The Ocean at the End of the Lane(47)



A voice said, ‘Idiot! Don’t move. Just don’t,’ and the voice was Lettie Hempstock’s, and I could not have moved if I had wanted to. She was on top of me, and she was heavier than I was, and she was pushing me down into the grass and the wet earth, and I could see nothing.

I felt them, though.

I felt them crash into her. She was holding me down, making herself a barrier between me and the world.

I heard Lettie’s voice wail in pain.

I felt her shudder and twitch.

A voice said, ‘This is unacceptable.’

It was a familiar voice, but still, I could not place it, or move to see who was talking.

Lettie was on top of me, still shaking, but as the voice spoke, she stopped moving. The voice continued, ‘On what authority do you harm my child?’

A pause. Then,

– She was between us and our lawful prey.

‘You’re scavengers. Eaters of offal, of rubbish, of garbage. You’re cleaners. Do you think that you can harm my family?’

I knew who was talking. The voice sounded like Lettie’s gran, like Old Mrs Hempstock. Like her, I knew, and yet so unlike. If Old Mrs Hempstock had been an empress, she might have talked like that, her voice more stilted and formal and yet more musical than the old-lady voice I knew.

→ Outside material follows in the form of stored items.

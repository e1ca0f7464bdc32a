//! Fire-and-forget notification surface.
//!
//! A `Copy` service handle travels through context; `ToastHost` renders the
//! queue and must be mounted exactly once, at the application root.

use gloo_timers::future::TimeoutFuture;
use leptos::prelude::*;
use wasm_bindgen_futures::spawn_local;

const TOAST_DISMISS_MS: u32 = 4_000;

#[derive(Debug, Clone, Copy, PartialEq, Eq)]
pub enum ToastSeverity {
    Success,
    Error,
}

#[derive(Debug, Clone, PartialEq, Eq)]
struct ToastEntry {
    id: u64,
    message: String,
    severity: ToastSeverity,
}

#[derive(Clone, Copy)]
pub struct ToastService {
    entries: RwSignal<Vec<ToastEntry>>,
    next_id: RwSignal<u64>,
}

impl ToastService {
    pub fn new() -> Self {
        Self {
            entries: RwSignal::new(Vec::new()),
            next_id: RwSignal::new(1),
        }
    }

    /// Show a toast; it dismisses itself after a few seconds.
    pub fn show(&self, message: impl Into<String>, severity: ToastSeverity) {
        let id = self.next_id.get_untracked();
        self.next_id.set(id + 1);
        self.entries.update(|entries| {
            entries.push(ToastEntry {
                id,
                message: message.into(),
                severity,
            });
        });

        let entries = self.entries;
        spawn_local(async move {
            TimeoutFuture::new(TOAST_DISMISS_MS).await;
            entries.update(|list| list.retain(|entry| entry.id != id));
        });
    }

    pub fn success(&self, message: impl Into<String>) {
        self.show(message, ToastSeverity::Success);
    }

    pub fn error(&self, message: impl Into<String>) {
        self.show(message, ToastSeverity::Error);
    }
}

impl Default for ToastService {
    fn default() -> Self {
        Self::new()
    }
}

pub fn use_toasts() -> ToastService {
    use_context::<ToastService>()
        .expect("ToastService not provided in context (provide it in app root)")
}

/// Renders the toast queue. Must be mounted exactly once.
#[component]
pub fn ToastHost() -> impl IntoView {
    let svc = use_toasts();

    view! {
        <div class="toast-host">
            <For
                each=move || svc.entries.get()
                key=|entry| entry.id
                children=move |entry| {
                    let class = match entry.severity {
                        ToastSeverity::Success => "toast toast--success",
                        ToastSeverity::Error => "toast toast--error",
                    };
                    view! {
                        <div class=class role="status">{entry.message.clone()}</div>
                    }
                }
            />
        </div>
    }
}
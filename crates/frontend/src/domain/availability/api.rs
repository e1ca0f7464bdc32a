//! HTTP calls for availability schedules.

use contracts::domain::schedule::{CreateScheduleRequest, ScheduleSummary};

use crate::shared::http::{self, ApiError};

/// Fetch all schedules of the acting user.
pub async fn fetch_schedules() -> Result<Vec<ScheduleSummary>, ApiError> {
    http::get_json("/api/schedules").await
}

/// Create a schedule and return the stored snapshot.
pub async fn create_schedule(name: &str) -> Result<ScheduleSummary, ApiError> {
    http::post_json(
        "/api/schedules",
        &CreateScheduleRequest {
            name: name.to_string(),
        },
    )
    .await
}

/// Delete one schedule.
pub async fn delete_schedule(id: i64) -> Result<(), ApiError> {
    http::delete(&format!("/api/schedules/{id}")).await
}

Something wet and warm was soaking my back.

– No … No, lady.

That was the first time I heard fear or doubt in the voice of one of the hunger birds.

‘There are pacts, and there are laws and there are treaties, and you have violated all of them.’

Silence then, and it was louder than words could have been. They had nothing to say.

I felt Lettie’s body being rolled off mine, and I looked up to see Ginnie Hempstock’s sensible face. She sat on the ground on the edge of the road, and I buried my face in her bosom. She took me in one arm, Lettie in the other.

From the shadows, a hunger bird spoke, with a voice that was not a voice, and it said only,

– We are sorry for your loss.

‘Sorry?’ The word was spat, not said.

Ginnie Hempstock swayed from side to side, crooning low and wordlessly to me and to her daughter. Her arms were around me. I lifted my head and I looked back at the person speaking, my vision blurred by tears.

I stared at her.

It was Old Mrs Hempstock, I suppose. But it wasn’t. It was Lettie’s gran in the same way that …

I mean …

She shone silver. Her hair was still long, still white, but now she stood as straight as a teenager. My eyes had become used to the darkness, and I could not look at her face to see if it was the face I was familiar with: it was too bright. Magnesium-flare bright. Fireworks Night bright. Midday sun reflecting off a silver coin bright.

I looked at her as long as I could bear to look, and then I turned my head, screwing my eyes tightly shut, unable to see anything but a pulsating after-image.

The voice that was like Old Mrs Hempstock’s said, ‘Shall I bind you in the heart of a dark star, to feel your pain in a place where every fragment of a moment lasts a thousand years? Shall I invoke the compacts of Creation, and have you all removed from the list of created things, so there never will have been any hunger birds, and anything that wishes to traipse from world to world can do so with impunity?’

I listened for a reply, but heard nothing. Only a whimper, a mewl of pain or of frustration.

‘I’m done with you. I will deal with you in my own time and in my own way. For now I must tend to the children.’

– Yes, lady.

– Thank you, lady.

‘Not so fast. Nobody’s going anywhere before you put all those things back like they was. There’s Bo?tes missing from the sky. There’s an oak tree gone, and a fox. You put them all back, the way they were.’ And then the silvery empress added, in a voice that was now also unmistakably Old Mrs Hempstock’s, ‘Varmints.’

Somebody was humming a tune. I realised, as if from a long way away, that it was me, at the same moment that I remembered what the tune was:

Girls and boys come out to play,

the moon doth shine as bright as day.

Leave your supper and leave your meat,

and join your playfellows in the street.

Come with a whoop and come with a call.

Come with a whole heart or not at all …

I held on to Ginnie Hempstock. She smelled like a farm and like a kitchen, like animals and like food. She smelled very real, and the realness was what I needed at that moment.

I reached out a hand, tentatively touched Lettie’s shoulder. She did not move or respond.

Ginnie started speaking, then, but at first I did not know if she was talking to herself or to Lettie or to me. ‘They overstepped their bounds,’ she said. ‘They could have hurt you, child, and it would have meant nothing. They could have hurt this world without anything being said – it’s only a world, after all, and they’re just sand grains in the desert, worlds. But Lettie’s a Hempstock. She’s outside of their dominion, my little one. And they hurted her.’

I looked at Lettie. Her head had flopped down, hiding her face. Her eyes were closed.

‘Is she going to be all right?’ I asked.

Ginnie didn’t reply, just hugged us both the tighter to her bosom, and rocked, and crooned a wordless song.

The farm and its land no longer glowed golden. I could not feel anything in the shadows watching me, not any longer.